86: Silver Lining

86: Silver Lining

From Chicken Soup for the Soul: Recovering from Traumatic Brain Injuries

Silver Lining

Accept the things to which fate binds you, and love the people with whom fate brings you together, but do so with all your heart.

~Marcus Aurelius

If only I knew ten years ago what I know now. Like all high school seniors applying to college, I wrote quite a few essays. While most of the questions were quite forgettable, one still sticks in my mind ten years later. The question, “Explain the saying every cloud has a silver lining,” wasn’t easy for me to answer at the time, and I’m sure I gave a hypothetical answer since, as a fortunate eighteen-year-old kid I hadn’t experienced many “clouds” in my life.

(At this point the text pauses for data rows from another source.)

//! Bit-packed BMS status payload carried inside an inv8851 frame
//! (spec.md §4.2.3): up to 16 cell voltages, four NTC temperatures, a
//! battery-temperature sensor, and categorized fault groups.

use crate::domain::{StandardKey, Value};
use std::collections::BTreeMap;

const MAX_CELLS: usize = 16;
const MAX_NTC: usize = 4;

#[derive(Debug, Clone, Default, PartialEq)]
pub struct BmsStatus {
    /// Millivolts per cell, in cell order; a device with fewer than 16
    /// cells reports fewer entries.
    pub cell_voltages_mv: Vec<u16>,
    /// Tenths of a degree C, NTC probes 1..=4.
    pub ntc_temperatures_decidegrees: Vec<i16>,
    pub battery_temperature_decidegrees: i16,
    /// Bitmask per fault category, category index -> raw bits.
    pub fault_groups: BTreeMap<u8, u16>,
}

/// Parse a status payload. Layout: `cell_count(1) cells(2*cell_count)
/// ntc_count(1) ntc(2*ntc_count) battery_temp(2) fault_group_count(1)
/// [category(1) bits(2)]*`.
pub fn parse_status_payload(payload: &[u8]) -> Result<BmsStatus, String> {
    let mut cursor = 0usize;
    let mut take = |n: usize| -> Result<&[u8], String> {
        let slice = payload
            .get(cursor..cursor + n)
            .ok_or_else(|| format!("status payload truncated at offset {cursor}"))?;
        cursor += n;
        Ok(slice)
    };

    let cell_count = take(1)?[0] as usize;
    if cell_count > MAX_CELLS {
        return Err(format!("cell_count {cell_count} exceeds max {MAX_CELLS}"));
    }
    let mut cell_voltages_mv = Vec::with_capacity(cell_count);
    for _ in 0..cell_count {
        let bytes = take(2)?;
        cell_voltages_mv.push(u16::from_be_bytes([bytes[0], bytes[1]]));
    }

    let ntc_count = take(1)?[0] as usize;
    if ntc_count > MAX_NTC {
        return Err(format!("ntc_count {ntc_count} exceeds max {MAX_NTC}"));
    }
    let mut ntc_temperatures_decidegrees = Vec::with_capacity(ntc_count);
    for _ in 0..ntc_count {
        let bytes = take(2)?;
        ntc_temperatures_decidegrees.push(i16::from_be_bytes([bytes[0], bytes[1]]));
    }

    let battery_temp_bytes = take(2)?;
    let battery_temperature_decidegrees = i16::from_be_bytes([battery_temp_bytes[0], battery_temp_bytes[1]]);

    let fault_group_count = take(1)?[0] as usize;
    let mut fault_groups = BTreeMap::new();
    for _ in 0..fault_group_count {
        let category = take(1)?[0];
        let bits_bytes = take(2)?;
        fault_groups.insert(category, u16::from_be_bytes([bits_bytes[0], bits_bytes[1]]));
    }

    Ok(BmsStatus {
        cell_voltages_mv,
        ntc_temperatures_decidegrees,
        battery_temperature_decidegrees,
        fault_groups,
    })
}

impl BmsStatus {
    /// Project onto the canonical key vocabulary (spec.md §3): one
    /// `battery_cell_voltage(n)`/`battery_cell_temperature(n)` per probe,
    /// plus a categorized alerts mapping.
    pub fn into_values(self) -> BTreeMap<StandardKey, Value> {
        let mut out = BTreeMap::new();
        for (i, mv) in self.cell_voltages_mv.iter().enumerate() {
            out.insert(
                StandardKey::BatteryCellVoltage(i as u16),
                Value::Number(*mv as f64 / 1000.0),
            );
        }
        for (i, tenths) in self.ntc_temperatures_decidegrees.iter().enumerate() {
            out.insert(
                StandardKey::BatteryCellTemperature(i as u8),
                Value::Number(*tenths as f64 / 10.0),
            );
        }
        if !self.fault_groups.is_empty() {
            let mut alerts = std::collections::BTreeMap::new();
            for (category, bits) in &self.fault_groups {
                alerts.insert(category.to_string(), Value::Int(*bits as i64));
            }
            out.insert(
                StandardKey::OperationalCategorizedAlertsDict,
                Value::Mapping(alerts),
            );
        }
        out
    }
}

#[cfg(test)]
mod tests {
    use super::*;

    fn encode_sample() -> Vec<u8> {
        let mut buf = vec![2u8]; // cell_count
        buf.extend_from_slice(&3300u16.to_be_bytes());
        buf.extend_from_slice(&3310u16.to_be_bytes());
        buf.push(1); // ntc_count
        buf.extend_from_slice(&(250i16).to_be_bytes());
        buf.extend_from_slice(&(245i16).to_be_bytes()); // battery temp
        buf.push(1); // fault_group_count
        buf.push(0); // category
        buf.extend_from_slice(&0b0000_0001_0000_0000u16.to_be_bytes());
        buf
    }

    #[test]
    fn parses_cells_ntc_and_faults() {
        let payload = encode_sample();
        let status = parse_status_payload(&payload).unwrap();
        assert_eq!(status.cell_voltages_mv, vec![3300, 3310]);
        assert_eq!(status.ntc_temperatures_decidegrees, vec![250]);
        assert_eq!(status.battery_temperature_decidegrees, 245);
        assert_eq!(status.fault_groups.get(&0), Some(&0b0000_0001_0000_0000));
    }

    #[test]
    fn rejects_cell_count_above_sixteen() {
        let mut payload = vec![17u8];
        payload.extend(std::iter::repeat(0u8).take(34));
        let err = parse_status_payload(&payload).unwrap_err();
        assert!(err.contains("exceeds max"));
    }

    #[test]
    fn truncated_payload_is_rejected() {
        let err = parse_status_payload(&[2, 0, 1]).unwrap_err();
        assert!(err.contains("truncated"));
    }

    #[test]
    fn projects_into_standard_keys() {
        let status = parse_status_payload(&encode_sample()).unwrap();
        let values = status.into_values();
        assert_eq!(
            values.get(&StandardKey::BatteryCellVoltage(0)),
            Some(&Value::Number(3.3))
        );
        assert_eq!(
            values.get(&StandardKey::BatteryCellTemperature(0)),
            Some(&Value::Number(25.0))
        );
        assert!(values.contains_key(&StandardKey::OperationalCategorizedAlertsDict));
    }
}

I got into college and received my diploma in May 2006 at the age of twenty-three. Two months later, on July 4, I made the awful decision to drive after drinking. As a result, I crashed my car, sustained a traumatic brain injury, and spent three months in the hospital.

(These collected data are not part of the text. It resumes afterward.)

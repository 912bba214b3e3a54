//! `StandardKey` — the closed, versioned vocabulary of quantities the
//! aggregator and every publisher understand (spec.md §3). Anything a
//! plugin produces outside this set is dropped with a one-time warning
//! (see `plugin::translate`).

use std::fmt;
use std::str::FromStr;

/// A member of the fixed StandardKey vocabulary.
///
/// Cell-indexed and alert-category keys are modeled as variants carrying
/// an index/category rather than as 1-per-index enum members, which would
/// make the vocabulary open-ended. `all_cell_voltage_keys` and friends
/// enumerate the closed range the plugins are allowed to use.
#[derive(Debug, Clone, PartialEq, Eq, Hash, PartialOrd, Ord)]
pub enum StandardKey {
    PvTotalDcPowerWatts,
    PvStringVoltageVolts(u8),
    PvStringCurrentAmps(u8),
    GridTotalActivePowerWatts,
    GridFrequencyHz,
    GridVoltageVolts,
    LoadTotalPowerWatts,
    BatteryPowerWatts,
    BatteryStateOfChargePercent,
    BatteryStateOfHealthPercent,
    BatteryVoltageVolts,
    BatteryCurrentAmps,
    BatteryCellVoltage(u16),
    BatteryCellTemperature(u8),
    EnergyPvDailyKwh,
    EnergyLoadDailyKwh,
    EnergyBatteryChargeDailyKwh,
    EnergyBatteryDischargeDailyKwh,
    EnergyGridImportDailyKwh,
    EnergyGridExportDailyKwh,
    OperationalInverterStatusText,
    OperationalManufacturerText,
    OperationalModelText,
    OperationalCategorizedAlertsDict,
    StaticDeviceCategory,
    /// Escape hatch used only by tests / forward compatibility checks; never
    /// emitted by a real plugin. Carries the raw string so unrecognized
    /// keys can still be logged with their original spelling.
    Unknown(String),
}

impl StandardKey {
    /// Monotonically increasing daily-energy counters, per spec.md §4.6.
    pub fn is_daily_energy(&self) -> bool {
        matches!(
            self,
            StandardKey::EnergyPvDailyKwh
                | StandardKey::EnergyLoadDailyKwh
                | StandardKey::EnergyBatteryChargeDailyKwh
                | StandardKey::EnergyBatteryDischargeDailyKwh
                | StandardKey::EnergyGridImportDailyKwh
                | StandardKey::EnergyGridExportDailyKwh
        )
    }

    /// True for keys the publisher namespaces by instance id before merging
    /// (spec.md §4.5 step 2) instead of overwriting a single global slot.
    pub fn is_per_instance_namespaced(&self) -> bool {
        matches!(self, StandardKey::OperationalCategorizedAlertsDict)
    }

    pub fn canonical_name(&self) -> String {
        match self {
            StandardKey::PvTotalDcPowerWatts => "pv_total_dc_power_watts".into(),
            StandardKey::PvStringVoltageVolts(n) => format!("pv_string_{n}_voltage_volts"),
            StandardKey::PvStringCurrentAmps(n) => format!("pv_string_{n}_current_amps"),
            StandardKey::GridTotalActivePowerWatts => "grid_total_active_power_watts".into(),
            StandardKey::GridFrequencyHz => "grid_frequency_hz".into(),
            StandardKey::GridVoltageVolts => "grid_voltage_volts".into(),
            StandardKey::LoadTotalPowerWatts => "load_total_power_watts".into(),
            StandardKey::BatteryPowerWatts => "battery_power_watts".into(),
            StandardKey::BatteryStateOfChargePercent => "battery_state_of_charge_percent".into(),
            StandardKey::BatteryStateOfHealthPercent => "battery_state_of_health_percent".into(),
            StandardKey::BatteryVoltageVolts => "battery_voltage_volts".into(),
            StandardKey::BatteryCurrentAmps => "battery_current_amps".into(),
            StandardKey::BatteryCellVoltage(n) => format!("bms_cell_voltage_{n}"),
            StandardKey::BatteryCellTemperature(n) => format!("bms_cell_temperature_{n}"),
            StandardKey::EnergyPvDailyKwh => "energy_pv_daily_kwh".into(),
            StandardKey::EnergyLoadDailyKwh => "energy_load_daily_kwh".into(),
            StandardKey::EnergyBatteryChargeDailyKwh => "energy_battery_charge_daily_kwh".into(),
            StandardKey::EnergyBatteryDischargeDailyKwh => {
                "energy_battery_discharge_daily_kwh".into()
            }
            StandardKey::EnergyGridImportDailyKwh => "energy_grid_import_daily_kwh".into(),
            StandardKey::EnergyGridExportDailyKwh => "energy_grid_export_daily_kwh".into(),
            StandardKey::OperationalInverterStatusText => "operational_inverter_status_text".into(),
            StandardKey::OperationalManufacturerText => "operational_manufacturer_text".into(),
            StandardKey::OperationalModelText => "operational_model_text".into(),
            StandardKey::OperationalCategorizedAlertsDict => {
                "operational_categorized_alerts_dict".into()
            }
            StandardKey::StaticDeviceCategory => "static_device_category".into(),
            StandardKey::Unknown(raw) => raw.clone(),
        }
    }
}

impl fmt::Display for StandardKey {
    fn fmt(&self, f: &mut fmt::Formatter<'_>) -> fmt::Result {
        write!(f, "{}", self.canonical_name())
    }
}

impl FromStr for StandardKey {
    type Err = std::convert::Infallible;

    fn from_str(s: &str) -> Result<Self, Self::Err> {
        Ok(match s {
            "pv_total_dc_power_watts" => StandardKey::PvTotalDcPowerWatts,
            "grid_total_active_power_watts" => StandardKey::GridTotalActivePowerWatts,
            "grid_frequency_hz" => StandardKey::GridFrequencyHz,
            "grid_voltage_volts" => StandardKey::GridVoltageVolts,
            "load_total_power_watts" => StandardKey::LoadTotalPowerWatts,
            "battery_power_watts" => StandardKey::BatteryPowerWatts,
            "battery_state_of_charge_percent" => StandardKey::BatteryStateOfChargePercent,
            "battery_state_of_health_percent" => StandardKey::BatteryStateOfHealthPercent,
            "battery_voltage_volts" => StandardKey::BatteryVoltageVolts,
            "battery_current_amps" => StandardKey::BatteryCurrentAmps,
            "energy_pv_daily_kwh" => StandardKey::EnergyPvDailyKwh,
            "energy_load_daily_kwh" => StandardKey::EnergyLoadDailyKwh,
            "energy_battery_charge_daily_kwh" => StandardKey::EnergyBatteryChargeDailyKwh,
            "energy_battery_discharge_daily_kwh" => StandardKey::EnergyBatteryDischargeDailyKwh,
            "energy_grid_import_daily_kwh" => StandardKey::EnergyGridImportDailyKwh,
            "energy_grid_export_daily_kwh" => StandardKey::EnergyGridExportDailyKwh,
            "operational_inverter_status_text" => StandardKey::OperationalInverterStatusText,
            "operational_manufacturer_text" => StandardKey::OperationalManufacturerText,
            "operational_model_text" => StandardKey::OperationalModelText,
            "operational_categorized_alerts_dict" => StandardKey::OperationalCategorizedAlertsDict,
            "static_device_category" => StandardKey::StaticDeviceCategory,
            other => {
                if let Some(n) = other
                    .strip_prefix("bms_cell_voltage_")
                    .and_then(|s| s.parse::<u16>().ok())
                {
                    StandardKey::BatteryCellVoltage(n)
                } else if let Some(n) = other
                    .strip_prefix("bms_cell_temperature_")
                    .and_then(|s| s.parse::<u8>().ok())
                {
                    StandardKey::BatteryCellTemperature(n)
                } else if let Some(rest) = other.strip_prefix("pv_string_") {
                    if let Some(n) = rest
                        .strip_suffix("_voltage_volts")
                        .and_then(|s| s.parse::<u8>().ok())
                    {
                        StandardKey::PvStringVoltageVolts(n)
                    } else if let Some(n) = rest
                        .strip_suffix("_current_amps")
                        .and_then(|s| s.parse::<u8>().ok())
                    {
                        StandardKey::PvStringCurrentAmps(n)
                    } else {
                        StandardKey::Unknown(other.to_string())
                    }
                } else {
                    StandardKey::Unknown(other.to_string())
                }
            }
        })
    }
}

#[cfg(test)]
mod tests {
    use super::*;

    #[test]
    fn round_trips_well_known_keys() {
        for key in [
            StandardKey::PvTotalDcPowerWatts,
            StandardKey::BatteryStateOfChargePercent,
            StandardKey::EnergyPvDailyKwh,
            StandardKey::BatteryCellVoltage(7),
            StandardKey::PvStringVoltageVolts(2),
        ] {
            let s = key.canonical_name();
            let parsed: StandardKey = s.parse().unwrap();
            assert_eq!(parsed, key);
        }
    }

    #[test]
    fn unknown_key_is_preserved_not_dropped_silently() {
        let key: StandardKey = "totally_unrecognized_thing".parse().unwrap();
        assert_eq!(key, StandardKey::Unknown("totally_unrecognized_thing".into()));
    }

    #[test]
    fn daily_energy_membership_is_closed() {
        assert!(StandardKey::EnergyPvDailyKwh.is_daily_energy());
        assert!(!StandardKey::BatteryStateOfChargePercent.is_daily_energy());
    }
}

After my discharge from Spaulding Rehab Hospital in Boston, I moved in with my parents in Cape Neddick. Four days a week I received tremendous rehabilitation services at Portsmouth Regional Hospital. As my rehab became less time-consuming I slipped into a deep depression. Even though I had an unbelievable support network of family and friends, I felt as if I were an outcast and a burden. I decided I wanted to start volunteering.

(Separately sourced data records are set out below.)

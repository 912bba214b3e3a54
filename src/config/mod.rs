//! Configuration loading (spec.md §6, SPEC_FULL.md §10.4): a hand-rolled
//! `key = value` parser feeding `validator`-checked typed structs.

pub mod parser;
pub mod schema;

use crate::error::ConfigError;
use schema::{
    AppConfig, ConnectionSpec, DeyeModelSeries, FilterConfig, GeneralConfig, InstanceConfig,
    InverterSystemConfig, PersistenceConfig,
};
use std::collections::BTreeMap;
use std::path::Path;
use validator::Validate;

impl AppConfig {
    pub fn load(path: impl AsRef<Path>) -> Result<Self, ConfigError> {
        let path = path.as_ref();
        let contents = std::fs::read_to_string(path).map_err(|source| ConfigError::Read {
            path: path.display().to_string(),
            source,
        })?;
        Self::from_str(&contents)
    }

    pub fn from_str(contents: &str) -> Result<Self, ConfigError> {
        let map = parser::parse_str(contents)?;
        let config = build_app_config(&map)?;
        config
            .validate()
            .map_err(|e| ConfigError::Validation(e.to_string()))?;
        Ok(config)
    }
}

fn build_app_config(map: &BTreeMap<String, String>) -> Result<AppConfig, ConfigError> {
    let general = build_general(map)?;
    let inverter_system = build_inverter_system(map)?;
    let filter = build_filter(map);
    let persistence = build_persistence(map)?;
    let instances = general
        .plugin_instances
        .iter()
        .map(|name| build_instance(map, name))
        .collect::<Result<Vec<_>, _>>()?;

    Ok(AppConfig {
        general,
        inverter_system,
        filter,
        persistence,
        instances,
    })
}

fn required<'a>(map: &'a BTreeMap<String, String>, key: &str) -> Result<&'a str, ConfigError> {
    map.get(key)
        .map(|s| s.as_str())
        .ok_or_else(|| ConfigError::MissingKey(key.to_string()))
}

fn parse_typed<T: std::str::FromStr>(map: &BTreeMap<String, String>, key: &str) -> Result<T, ConfigError> {
    required(map, key)?
        .parse()
        .map_err(|_| ConfigError::InvalidValue {
            key: key.to_string(),
            message: "could not parse value".to_string(),
        })
}

fn parse_typed_or<T: std::str::FromStr>(map: &BTreeMap<String, String>, key: &str, default: T) -> Result<T, ConfigError> {
    match map.get(key) {
        Some(raw) => raw.parse().map_err(|_| ConfigError::InvalidValue {
            key: key.to_string(),
            message: "could not parse value".to_string(),
        }),
        None => Ok(default),
    }
}

fn build_general(map: &BTreeMap<String, String>) -> Result<GeneralConfig, ConfigError> {
    let plugin_instances = required(map, "general.plugin_instances")?
        .split(',')
        .map(|s| s.trim().to_string())
        .filter(|s| !s.is_empty())
        .collect();

    Ok(GeneralConfig {
        plugin_instances,
        poll_interval_seconds: parse_typed_or(map, "general.poll_interval_seconds", 5)?,
        local_timezone: map
            .get("general.local_timezone")
            .cloned()
            .unwrap_or_else(|| "UTC".to_string()),
        max_reconnect_attempts: parse_typed_or(map, "general.max_reconnect_attempts", 5)?,
        shutdown_grace_seconds: parse_typed_or(map, "general.shutdown_grace_seconds", 10)?,
    })
}

fn build_persistence(map: &BTreeMap<String, String>) -> Result<PersistenceConfig, ConfigError> {
    let default = PersistenceConfig::default();
    Ok(PersistenceConfig {
        enabled: parse_typed_or(map, "persistence.enabled", default.enabled)?,
        db_path: map
            .get("persistence.db_path")
            .cloned()
            .unwrap_or(default.db_path),
        snapshot_interval_seconds: parse_typed_or(
            map,
            "persistence.snapshot_interval_seconds",
            default.snapshot_interval_seconds,
        )?,
        history_max_age_hours: parse_typed_or(
            map,
            "persistence.history_max_age_hours",
            default.history_max_age_hours,
        )?,
    })
}

fn build_inverter_system(map: &BTreeMap<String, String>) -> Result<InverterSystemConfig, ConfigError> {
    Ok(InverterSystemConfig {
        mppt_count: parse_typed(map, "inverter_system.mppt_count")?,
        pv_peak_watts: parse_typed(map, "inverter_system.pv_peak_watts")?,
        ac_max_watts: parse_typed(map, "inverter_system.ac_max_watts")?,
        battery_usable_kwh: parse_typed(map, "inverter_system.battery_usable_kwh")?,
        battery_max_charge_watts: parse_typed(map, "inverter_system.battery_max_charge_watts")?,
        battery_max_discharge_watts: parse_typed(map, "inverter_system.battery_max_discharge_watts")?,
    })
}

fn build_filter(map: &BTreeMap<String, String>) -> FilterConfig {
    let mut daily_limits_kwh = BTreeMap::new();
    let mut per_key_base_rates = BTreeMap::new();
    let limit_prefix = "filter.daily_limit.";
    let rate_prefix = "filter.base_rate.";
    for (k, v) in map {
        if let Some(key) = k.strip_prefix(limit_prefix) {
            if let Ok(limit) = v.parse() {
                daily_limits_kwh.insert(key.to_string(), limit);
            }
        } else if let Some(key) = k.strip_prefix(rate_prefix) {
            if let Ok(rate) = v.parse() {
                per_key_base_rates.insert(key.to_string(), rate);
            }
        }
    }

    FilterConfig {
        confirmation_samples: parse_typed_or(map, "filter.confirmation_samples", 3).unwrap_or(3),
        decrease_window_minutes: parse_typed_or(map, "filter.decrease_window_minutes", 10).unwrap_or(10),
        min_consistent_samples: parse_typed_or(map, "filter.min_consistent_samples", 5).unwrap_or(5),
        filter_state_ttl_minutes: parse_typed_or(map, "filter.filter_state_ttl_minutes", 5).unwrap_or(5),
        daily_limits_kwh,
        per_key_base_rates,
    }
}

fn build_instance(map: &BTreeMap<String, String>, name: &str) -> Result<InstanceConfig, ConfigError> {
    let prefixed = |field: &str| format!("{name}.{field}");

    let plugin_type = required(map, &prefixed("plugin_type"))?.to_string();
    let connection_type = required(map, &prefixed("connection_type"))?;

    let connection = match connection_type {
        "tcp" => ConnectionSpec::Tcp {
            host: required(map, &prefixed("host"))?.to_string(),
            port: parse_typed(map, &prefixed("port"))?,
        },
        "serial" => ConnectionSpec::Serial {
            port: required(map, &prefixed("port"))?.to_string(),
            baud: parse_typed(map, &prefixed("baud"))?,
        },
        other => {
            return Err(ConfigError::InvalidValue {
                key: prefixed("connection_type"),
                message: format!("expected tcp|serial, got {other:?}"),
            })
        }
    };

    let deye_model_series = match map.get(&prefixed("deye_model_series")).map(|s| s.as_str()) {
        None => None,
        Some("modern_hybrid") => Some(DeyeModelSeries::ModernHybrid),
        Some("legacy_hybrid") => Some(DeyeModelSeries::LegacyHybrid),
        Some("three_phase") => Some(DeyeModelSeries::ThreePhase),
        Some(other) => {
            return Err(ConfigError::InvalidValue {
                key: prefixed("deye_model_series"),
                message: format!("unknown deye_model_series {other:?}"),
            })
        }
    };

    let powmr_protocol_version = match map.get(&prefixed("powmr_protocol_version")) {
        Some(raw) => Some(raw.parse().map_err(|_| ConfigError::InvalidValue {
            key: prefixed("powmr_protocol_version"),
            message: "expected 1 or 2".to_string(),
        })?),
        None => None,
    };

    Ok(InstanceConfig {
        name: name.to_string(),
        plugin_type,
        connection,
        slave_address: parse_typed(map, &prefixed("slave_address"))?,
        modbus_timeout_seconds: parse_typed_or(map, &prefixed("modbus_timeout_seconds"), 5)?,
        inter_read_delay_ms: parse_typed_or(map, &prefixed("inter_read_delay_ms"), 50)?,
        max_regs_per_read: parse_typed_or(map, &prefixed("max_regs_per_read"), 60)?,
        max_register_gap: parse_typed_or(map, &prefixed("max_register_gap"), 10)?,
        max_read_retries_per_group: parse_typed_or(map, &prefixed("max_read_retries_per_group"), 2)?,
        deye_model_series,
        powmr_protocol_version,
    })
}

#[cfg(test)]
mod tests {
    use super::*;

    fn sample_config() -> String {
        r#"
general.plugin_instances = solar1
general.poll_interval_seconds = 5
general.local_timezone = Europe/Amsterdam
general.max_reconnect_attempts = 5

inverter_system.mppt_count = 2
inverter_system.pv_peak_watts = 6000
inverter_system.ac_max_watts = 5000
inverter_system.battery_usable_kwh = 10
inverter_system.battery_max_charge_watts = 3000
inverter_system.battery_max_discharge_watts = 3000

filter.daily_limit.energy_pv_daily_kwh = 100

solar1.plugin_type = generic.modbus_inverter
solar1.connection_type = tcp
solar1.host = 192.168.1.50
solar1.port = 502
solar1.slave_address = 1
"#
        .to_string()
    }

    #[test]
    fn loads_a_minimal_valid_config() {
        let config = AppConfig::from_str(&sample_config()).unwrap();
        assert_eq!(config.general.plugin_instances, vec!["solar1"]);
        assert_eq!(config.instances.len(), 1);
        assert_eq!(config.instances[0].plugin_type, "generic.modbus_inverter");
        assert_eq!(config.filter.daily_limits_kwh.get("energy_pv_daily_kwh"), Some(&100.0));
    }

    #[test]
    fn missing_required_key_is_rejected() {
        let broken = sample_config().replace("general.plugin_instances = solar1", "");
        let err = AppConfig::from_str(&broken).unwrap_err();
        assert!(matches!(err, ConfigError::MissingKey(_)));
    }

    #[test]
    fn unknown_connection_type_is_rejected() {
        let broken = sample_config().replace("solar1.connection_type = tcp", "solar1.connection_type = bluetooth");
        let err = AppConfig::from_str(&broken).unwrap_err();
        assert!(matches!(err, ConfigError::InvalidValue { .. }));
    }
}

I contacted the Seacoast’s United Way branch, but couldn’t seem to find the right opportunity. Then I remembered being told about the Krempels Center in Portsmouth. The center runs a community-based day program for adults living with acquired brain injury from trauma, tumor or stroke. It struck me as the perfect opportunity: to work with a group that I was also a member of. I called and spoke with a staff member who told me to come in on Monday, Wednesday or Friday to check out the program. My dad dropped me off, nervous about leaving me, struggling to walk with one side of my body greatly impaired. I was nervous, too, but happy to have something new to do.

My plan of volunteering took a dramatic turn as I sat in on the program’s morning community meeting in which announcements were made and the day’s schedule was explained. I was amazed to see the diverse group of brain-injured individuals. Everyone was smiling, conversing and seemed genuinely glad to be together. This was what I had been missing out on; I had survived, but I wasn’t living.

Instead of volunteering, I became a member and still continue to be after three years. I am inspired every time I leave the center. I remember leaving that day, feeling part of the world again; in retrospect, I had found my silver lining.